These attributes are always set:

| Attribute               | Type    | Description                                                                             |
| ----------------------- | ------- | --------------------------------------------------------------------------------------- |
| `gen_ai.operation.name` | string  | The task that issued the call, or `completion` when no task is set.                     |
| `gen_ai.request.model`  | string  | The model requested.                                                                    |
| `gen_ai.response.model` | string  | The model that responded.                                                               |
| `gen_ai.provider.name`  | string  | The provider, for example `openai`.                                                     |
| `llm.cache.hit`         | boolean | Whether the response was served from the LLMRails cache.

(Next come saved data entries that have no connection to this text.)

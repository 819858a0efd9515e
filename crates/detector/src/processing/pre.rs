use super::LetterboxTransform;
use common::span;
use fast_image_resize::{FilterType, PixelType, ResizeAlg, ResizeOptions, Resizer, images::Image};
use image::RgbImage;
use ndarray::{Array, IxDyn};

pub const DEFAULT_INPUT_SIZE: u32 = 640;
const LETTERBOX_COLOR: u8 = 114;

/// Letterboxes RGB images into a square YOLO input tensor (`[1, 3, S, S]`, 0-1 range).
pub struct PreProcessor {
    pub input_size: u32,
    rgb_buffer: Vec<u8>,
    letterboxed_buffer: Vec<u8>,
}

impl PreProcessor {
    pub fn new(input_size: u32) -> Self {
        Self {
            input_size,
            rgb_buffer: Vec::with_capacity(1920 * 1080 * 3),
            letterboxed_buffer: vec![LETTERBOX_COLOR; (input_size * input_size * 3) as usize],
        }
    }

    pub fn preprocess(
        &mut self,
        image: &RgbImage,
    ) -> anyhow::Result<(Array<f32, IxDyn>, LetterboxTransform)> {
        let _s = span!("preprocess_image");

        let (width, height) = image.dimensions();
        if width == 0 || height == 0 {
            anyhow::bail!("Cannot preprocess empty image ({}x{})", width, height);
        }

        tracing::trace!(width, height, input_size = self.input_size, "Preprocessing image");

        self.rgb_buffer.clear();
        self.rgb_buffer.extend_from_slice(image.as_raw());

        let (scale, offset_x, offset_y) = self.resize_and_letterbox(width, height)?;
        let input = self.normalize()?;

        Ok((
            input,
            LetterboxTransform {
                orig_width: width,
                orig_height: height,
                scale,
                offset_x,
                offset_y,
            },
        ))
    }

    fn resize_and_letterbox(&mut self, width: u32, height: u32) -> anyhow::Result<(f32, f32, f32)> {
        let _s = span!("resize_and_letterbox");

        let size = self.input_size;
        let scale = (size as f32 / width as f32).min(size as f32 / height as f32);
        let new_width = ((width as f32 * scale) as u32).clamp(1, size);
        let new_height = ((height as f32 * scale) as u32).clamp(1, size);

        let offset_x = (size - new_width) / 2;
        let offset_y = (size - new_height) / 2;

        let src = Image::from_slice_u8(width, height, &mut self.rgb_buffer, PixelType::U8x3)?;
        let mut resized = Image::new(new_width, new_height, PixelType::U8x3);

        Resizer::new().resize(
            &src,
            &mut resized,
            &ResizeOptions::new().resize_alg(ResizeAlg::Convolution(FilterType::Bilinear)),
        )?;

        self.letterboxed_buffer.fill(LETTERBOX_COLOR);

        let resized_data = resized.buffer();
        let row_bytes = (new_width * 3) as usize;
        let stride = (size * 3) as usize;

        for y in 0..new_height as usize {
            let src_row = y * row_bytes;
            let dst_row = (y + offset_y as usize) * stride + offset_x as usize * 3;
            self.letterboxed_buffer[dst_row..dst_row + row_bytes]
                .copy_from_slice(&resized_data[src_row..src_row + row_bytes]);
        }

        Ok((scale, offset_x as f32, offset_y as f32))
    }

    fn normalize(&self) -> anyhow::Result<Array<f32, IxDyn>> {
        let _s = span!("normalize");

        let size = self.input_size as usize;
        let spatial = size * size;
        let mut output = vec![0.0f32; 3 * spatial];

        for (i, px) in self.letterboxed_buffer.chunks_exact(3).enumerate() {
            output[i] = px[0] as f32 / 255.0;
            output[i + spatial] = px[1] as f32 / 255.0;
            output[i + 2 * spatial] = px[2] as f32 / 255.0;
        }

        Ok(Array::from_shape_vec(IxDyn(&[1, 3, size, size]), output)?)
    }
}

impl Default for PreProcessor {
    fn default() -> Self {
        Self::new(DEFAULT_INPUT_SIZE)
    }
}
use crate::metrics::GatewayMetrics;
use fusion::FusionEngine;
use std::fmt;
use std::sync::Arc;
use std::time::Instant;
use vocabulary::ClassVocabulary;

/// Shared by every request. The engine and vocabulary are never mutated after startup.
pub struct AppState {
    pub engine: Arc<FusionEngine>,
    pub classes: Arc<ClassVocabulary>,
    pub metrics: GatewayMetrics,
    pub max_body_bytes: usize,
    pub start_time: Instant,
}

impl AppState {
    pub fn new(engine: FusionEngine, classes: Arc<ClassVocabulary>, max_body_bytes: usize) -> Self {
        Self {
            engine: Arc::new(engine),
            classes,
            metrics: GatewayMetrics::new(),
            max_body_bytes,
            start_time: Instant::now(),
        }
    }
}

impl fmt::Debug for AppState {
    fn fmt(&self, f: &mut fmt::Formatter<'_>) -> fmt::Result {
        f.debug_struct("AppState")
            .field("engine", &self.engine)
            .field("classes", &self.classes.len())
            .field("max_body_bytes", &self.max_body_bytes)
            .finish_non_exhaustive()
    }
}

Always set, including `false`. |

These are read from the response and request when available:

| Attribute                          | Type      | When set             | Description                         |
| ---------------------------------- | --------- | -------------------- | ----------------------------------- |
| `gen_ai.usage.input_tokens`        | int       | Returned by provider | Tokens in the prompt.               |
| `gen_ai.usage.output_tokens`       | int       | Returned by provider | Tokens in the completion.           |
| `gen_ai.usage.total_tokens`        | int       | Returned by provider | Total tokens for the call.          |
| `gen_ai.response.id`               | string    | Returned by provider | The provider's response identifier. |
| `gen_ai.response.finish_reasons`   | string\[] | Returned by provider | Finish reasons for the response.    |
| `gen_ai.request.temperature`       | double    | Set on request       | Sampling temperature.               |
| `gen_ai.request.max_tokens`        | int       | Set on request       | Maximum tokens to generate.         |
| `gen_ai.request.top_p`             | double    | Set on request       | Nucleus sampling probability.       |
| `gen_ai.request.top_k`             | int       | Set on request       | Top-k sampling cutoff.              |
| `gen_ai.request.frequency_penalty` | double    | Set on request       | Frequency penalty.                  |
| `gen_ai.request.presence_penalty`  | double    | Set on request       | Presence penalty.                   |
| `gen_ai.request.stop_sequences`    | string\[] | Set on request       | Stop sequences.                     |

LLMRails does not set `gen_ai.usage.reasoning.output_tokens` or `gen_ai.request.stream`.
See [LLMRails and IORails Attribute Differences](#llmrails-and-iorails-attribute-differences) for the full comparison.

## IORails

This section describes every span the IORails engine emits.
IORails creates spans while a request executes and emits them directly to the OpenTelemetry API.
To enable tracing, set `tracing.enabled: true` and configure a `TracerProvider` in your application.
The LLM span carries the token-level GenAI attributes for token usage, response metadata, and request sampling parameters that follow the [OpenTelemetry GenAI semantic conventions](https://opentelemetry.io/docs/specs/semconv/gen-ai/gen-ai-spans/).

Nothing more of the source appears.